Wildlife scientists said Daksha’s death, while tragic, should be viewed as “natural mortality” because such fights are known to occur among cheetahs in the wild.

A Namibian cheetah had died on March 27 from chronic kidney disease and a South African cheetah had died on April 23 from a cause that has not been determined yet.

“Cheetahs killing other cheetahs account for about 8 per cent of cheetah mortality in the South African metapopulation,” said Vincent van der Merwe, manager of The Metapopulation Initiative, a conservation programme that maintains clusters of cheetahs across South Africa.

“Nature is brutal,” van der Merwe told The Telegraph. “It is not unusual for male cheetahs to exhibit aggressive behaviour towards each other, as well as towards females.”

Experts guiding the cheetah introduction project have said they do not believe that the three deaths would in any way jeopardise the cheetah introduction project, which is challenging and comes with potential risks of the deaths of some cheetahs.

The project that aims to establish clusters of wild cheetahs in several wildlife sanctuaries across India had brought eight cheetahs from Namibia in September 2022 and 12 more from South Africa in February this year. A Namibian female that mated in December delivered four cubs in March this year.

The successful mating in December by the Namibian cheetahs within fenced enclosures had raised expectations among wildlife experts that similar attempts with South African cheetahs would also work.
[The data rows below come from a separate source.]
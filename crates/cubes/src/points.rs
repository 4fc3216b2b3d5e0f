use std::collections::{BTreeMap, HashMap};

use data::{RecordId, RecordSet};
use foundation::color::Color;
use foundation::math::Vec3;
use scene::World;
use scene::components::{Material, Shape, Transform};
use scene::entity::EntityId;

/// Primary selection color. No palette or encoding produces it.
pub const HIGHLIGHT_COLOR: Color = Color::from_hex(0xff0000);

/// Scale multiplier applied to the primary selection.
pub const HIGHLIGHT_SCALE: f64 = 2.0;

/// Default point radius in world units.
pub const DEFAULT_NODE_SIZE: u8 = 3;

/// Presentation of one record inside a cube.
#[derive(Debug, Copy, Clone, PartialEq)]
pub struct PointEntry {
    pub entity: EntityId,
    /// Index of the owning slice.
    pub slice: usize,
    pub base_color: Color,
    /// Size-encoding multiplier (1 unless the view encodes something in size).
    pub base_scale: f64,
}

/// The record -> point mapping of one cube.
///
/// Ordering contract:
/// - `iter` yields entries in ascending `RecordId` order.
#[derive(Debug, Clone)]
pub struct PointLayer {
    entries: BTreeMap<RecordId, PointEntry>,
    by_entity: HashMap<EntityId, RecordId>,
    radius: f64,
    highlighted: Option<RecordId>,
}

impl Default for PointLayer {
    fn default() -> Self {
        Self::new(DEFAULT_NODE_SIZE as f64)
    }
}

impl PointLayer {
    pub fn new(radius: f64) -> Self {
        Self {
            entries: BTreeMap::new(),
            by_entity: HashMap::new(),
            radius,
            highlighted: None,
        }
    }

    /// Forgets every point. The entities themselves are owned by their slices.
    pub fn clear(&mut self) {
        self.entries.clear();
        self.by_entity.clear();
        self.highlighted = None;
    }

    /// Spawns a point for `id` under `slice_entity` at the slice-local `position`.
    #[allow(clippy::too_many_arguments)]
    pub fn spawn(
        &mut self,
        world: &mut World,
        slice_entity: EntityId,
        id: RecordId,
        slice: usize,
        position: Vec3,
        color: Color,
        base_scale: f64,
    ) -> EntityId {
        let entity = world.spawn_child(slice_entity);
        world.set_transform(entity, Transform::translate(position).with_scale(base_scale));
        world.set_shape(
            entity,
            Shape::Point {
                radius: self.radius,
            },
        );
        world.set_material(entity, Material::solid(color));
        self.entries.insert(
            id,
            PointEntry {
                entity,
                slice,
                base_color: color,
                base_scale,
            },
        );
        self.by_entity.insert(entity, id);
        entity
    }

    pub fn get(&self, id: RecordId) -> Option<&PointEntry> {
        self.entries.get(&id)
    }

    pub fn entity_of(&self, id: RecordId) -> Option<EntityId> {
        self.entries.get(&id).map(|e| e.entity)
    }

    pub fn record_at(&self, entity: EntityId) -> Option<RecordId> {
        self.by_entity.get(&entity).copied()
    }

    pub fn iter(&self) -> impl Iterator<Item = (RecordId, &PointEntry)> {
        self.entries.iter().map(|(id, e)| (*id, e))
    }

    pub fn ids(&self) -> impl Iterator<Item = RecordId> + '_ {
        self.entries.keys().copied()
    }

    pub fn len(&self) -> usize {
        self.entries.len()
    }

    pub fn is_empty(&self) -> bool {
        self.entries.is_empty()
    }

    pub fn radius(&self) -> f64 {
        self.radius
    }

    pub fn highlighted(&self) -> Option<RecordId> {
        self.highlighted
    }

    /// The point's own visibility flag.
    pub fn is_visible(&self, world: &World, id: RecordId) -> bool {
        self.entity_of(id).is_some_and(|e| world.is_visible(e))
    }

    pub fn visible_count(&self, world: &World) -> usize {
        self.entries
            .values()
            .filter(|e| world.is_visible(e.entity))
            .count()
    }

    pub fn set_radius(&mut self, world: &mut World, radius: f64) {
        self.radius = radius;
        for e in self.entries.values() {
            world.set_shape(e.entity, Shape::Point { radius });
        }
    }

    /// Shows exactly the points whose record is in `surviving`.
    pub fn apply_visibility(&self, world: &mut World, surviving: &RecordSet) -> usize {
        let mut shown = 0;
        for (id, e) in &self.entries {
            let visible = surviving.contains(*id);
            world.set_visible(e.entity, visible);
            shown += usize::from(visible);
        }
        shown
    }

    pub fn set_base_color(&mut self, id: RecordId, color: Color) {
        if let Some(e) = self.entries.get_mut(&id) {
            e.base_color = color;
        }
    }

    pub fn set_base_scale(&mut self, id: RecordId, scale: f64) {
        if let Some(e) = self.entries.get_mut(&id) {
            e.base_scale = scale;
        }
    }

    /// Moves a point within its slice.
    pub fn set_local_position(&self, world: &mut World, id: RecordId, position: Vec3) {
        if let Some(e) = self.entries.get(&id) {
            world.set_position(e.entity, position);
        }
    }

    /// Restores every point to its base color and scale.
    pub fn reset_highlight(&mut self, world: &mut World) {
        for e in self.entries.values() {
            world.set_color(e.entity, e.base_color);
            world.set_scale(e.entity, e.base_scale);
        }
        self.highlighted = None;
    }

    /// Resets every point, then marks `id` as the primary selection.
    ///
    /// Returns the selected entry if this layer has a point for `id`.
    pub fn highlight(&mut self, world: &mut World, id: Option<RecordId>) -> Option<PointEntry> {
        self.reset_highlight(world);
        let entry = *self.entries.get(&id?)?;
        world.set_color(entry.entity, HIGHLIGHT_COLOR);
        world.set_scale(entry.entity, entry.base_scale * HIGHLIGHT_SCALE);
        self.highlighted = id;
        Some(entry)
    }

    /// Tints a non-primary point (neighbors of the selection).
    pub fn tint(&self, world: &mut World, id: RecordId, color: Color) {
        if Some(id) == self.highlighted {
            return;
        }
        if let Some(e) = self.entries.get(&id) {
            world.set_color(e.entity, color);
        }
    }

    /// Number of points currently painted in the primary selection color.
    pub fn highlight_count(&self, world: &World) -> usize {
        self.entries
            .values()
            .filter(|e| world.color(e.entity) == Some(HIGHLIGHT_COLOR))
            .count()
    }
}
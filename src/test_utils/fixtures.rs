//! Test fixtures for dependency reports and project directories
//!
//! [`SAMPLE_REPORT`] covers every naming rule once: a plain module, a
//! generic module name, a virtual group, a literal group sharing one
//! version, a plugin marker, an unresolved entry and the build tool.
//! [`ReportBuilder`] assembles smaller reports in code.

use std::fs;
use std::path::Path;

use crate::constants::{CONFIG_FILE_NAME, DEFAULT_REPORT_PATH};
use crate::models::AvailableVersions;
use crate::report::{BuildToolVersions, DependencyGraph, Observation, Section};

/// A realistic report as written by the dependency-updates task.
pub const SAMPLE_REPORT: &str = r#"{
  "current": {
    "dependencies": [
      { "group": "com.google.guava", "name": "guava", "version": "28.1-jre",
        "projectUrl": "https://github.com/google/guava" },
      { "group": "org.jetbrains.kotlinx", "name": "kotlinx-coroutines-core", "version": "1.3.2" },
      { "group": "org.jetbrains.kotlinx", "name": "kotlinx-coroutines-android", "version": "1.3.2" },
      { "group": "androidx.room", "name": "room-runtime", "version": "2.2.1" },
      { "group": "androidx.room", "name": "room-compiler", "version": "2.2.1" },
      { "group": "androidx.core", "name": "core", "version": "1.1.0" },
      { "group": "org.jetbrains.kotlin.jvm", "name": "org.jetbrains.kotlin.jvm.gradle.plugin", "version": "1.3.50" }
    ],
    "count": 7
  },
  "exceeded": { "dependencies": [], "count": 0 },
  "outdated": {
    "dependencies": [
      { "group": "com.squareup.okhttp3", "name": "okhttp", "version": "3.12.1",
        "available": { "release": "4.2.2", "milestone": null, "integration": null } }
    ],
    "count": 1
  },
  "unresolved": {
    "dependencies": [ { "group": "com.example", "name": "legacy", "version": null } ],
    "count": 1
  },
  "count": 9,
  "gradle": {
    "enabled": true,
    "running": { "version": "5.6.2", "reason": "", "isUpdateAvailable": false, "isFailure": false },
    "current": { "version": "6.0.1", "reason": "", "isUpdateAvailable": true, "isFailure": false }
  }
}"#;

/// Builder for in-memory reports.
#[derive(Debug, Clone, Default)]
pub struct ReportBuilder {
    graph: DependencyGraph,
}

impl ReportBuilder {
    pub fn new() -> Self {
        Self::default()
    }

    /// Add a dependency to the `current` section.
    pub fn current(mut self, group: &str, name: &str, version: &str) -> Self {
        push(&mut self.graph.current, Observation::new(group, name, version));
        self
    }

    /// Add a dependency with a newer release to the `outdated` section.
    pub fn outdated(mut self, group: &str, name: &str, version: &str, release: &str) -> Self {
        push(
            &mut self.graph.outdated,
            Observation::new(group, name, version).with_available(AvailableVersions::release(release)),
        );
        self
    }

    /// Add a dependency without a version to the `unresolved` section.
    pub fn unresolved(mut self, group: &str, name: &str) -> Self {
        let observation = Observation {
            group: Some(group.to_string()),
            name: Some(name.to_string()),
            ..Observation::default()
        };
        push(&mut self.graph.unresolved, observation);
        self
    }

    pub fn gradle(mut self, running: &str, current: &str) -> Self {
        self.graph.gradle = BuildToolVersions::new(running, current);
        self
    }

    pub fn build(self) -> DependencyGraph {
        self.graph
    }

    pub fn to_json(&self) -> String {
        serde_json::to_string_pretty(&self.graph).expect("Failed to serialize report")
    }
}

fn push(section: &mut Section, observation: Observation) {
    section.dependencies.push(observation);
    section.count = section.dependencies.len();
}

/// Lay out a project: the report at its default location, plus `depsym.toml` when given.
pub fn write_project(dir: &Path, report_json: &str, config: Option<&str>) {
    let report_path = dir.join(DEFAULT_REPORT_PATH);
    if let Some(parent) = report_path.parent() {
        fs::create_dir_all(parent).expect("Failed to create report directory");
    }
    fs::write(&report_path, report_json).expect("Failed to write report");

    if let Some(config) = config {
        fs::write(dir.join(CONFIG_FILE_NAME), config).expect("Failed to write depsym.toml");
    }
}
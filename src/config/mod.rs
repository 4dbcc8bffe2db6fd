//! Configuration management for depsym
//!
//! depsym reads a single optional project file, `depsym.toml`, next to the
//! Gradle build. A missing file means "all defaults". The loaded
//! [`ProjectConfig`] is turned into immutable values for each stage:
//! [`NamingConfig`](crate::resolver::NamingConfig) for the resolver and
//! [`KotlinOptions`](crate::render::KotlinOptions) for the Kotlin renderer.
//!
//! # Modules
//!
//! - `parser` - Generic TOML parsing utilities with error context
//! - `project` - The `depsym.toml` schema and its conversions
//!
//! # Example
//!
//! ```toml
//! # Dependency report written by `./gradlew dependencyUpdates -DoutputFormatter=json`
//! report = "build/dependencyUpdates/report.json"
//!
//! libs-name = "Libs"
//! versions-name = "Versions"
//! indent = "    "
//! order-by = "group-and-length"        # or "group-and-alphabetical"
//!
//! # Always use group+module for these modules, or for every module of these groups
//! use-fqdn-for = ["okhttp", "com.google.firebase"]
//!
//! # Replace the built-in list of names too generic to stand alone
//! meaningless-names = ["core", "common", "runtime"]
//!
//! # Leave alpha/beta/rc candidates out of update comments
//! reject-non-stable = true
//!
//! properties-file = "gradle.properties"
//! buildsrc-dir = "buildSrc"
//!
//! # Replace the built-in virtual groups
//! [[virtual-groups]]
//! label = "androidx.lifecycle"
//! members = [
//!     { group = "androidx.lifecycle" },
//!     { group = "android.arch.lifecycle" },
//! ]
//! ```

pub mod parser;
pub mod project;

pub use parser::{parse_config, parse_config_str};
pub use project::ProjectConfig;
“It worked for the Namibian cheetahs. They met and bred. It did not work for the South African cheetahs,” an expert on cheetahs said. The project involves some “trial and error”, he said. “The authorities are learning…. The same thing could have happened in the open too.”

The environment ministry had on Monday said all the cheetahs appeared to be “perfectly healthy, are hunting for themselves, and displaying other natural behaviour”.

The second cheetah’s death remains a mystery.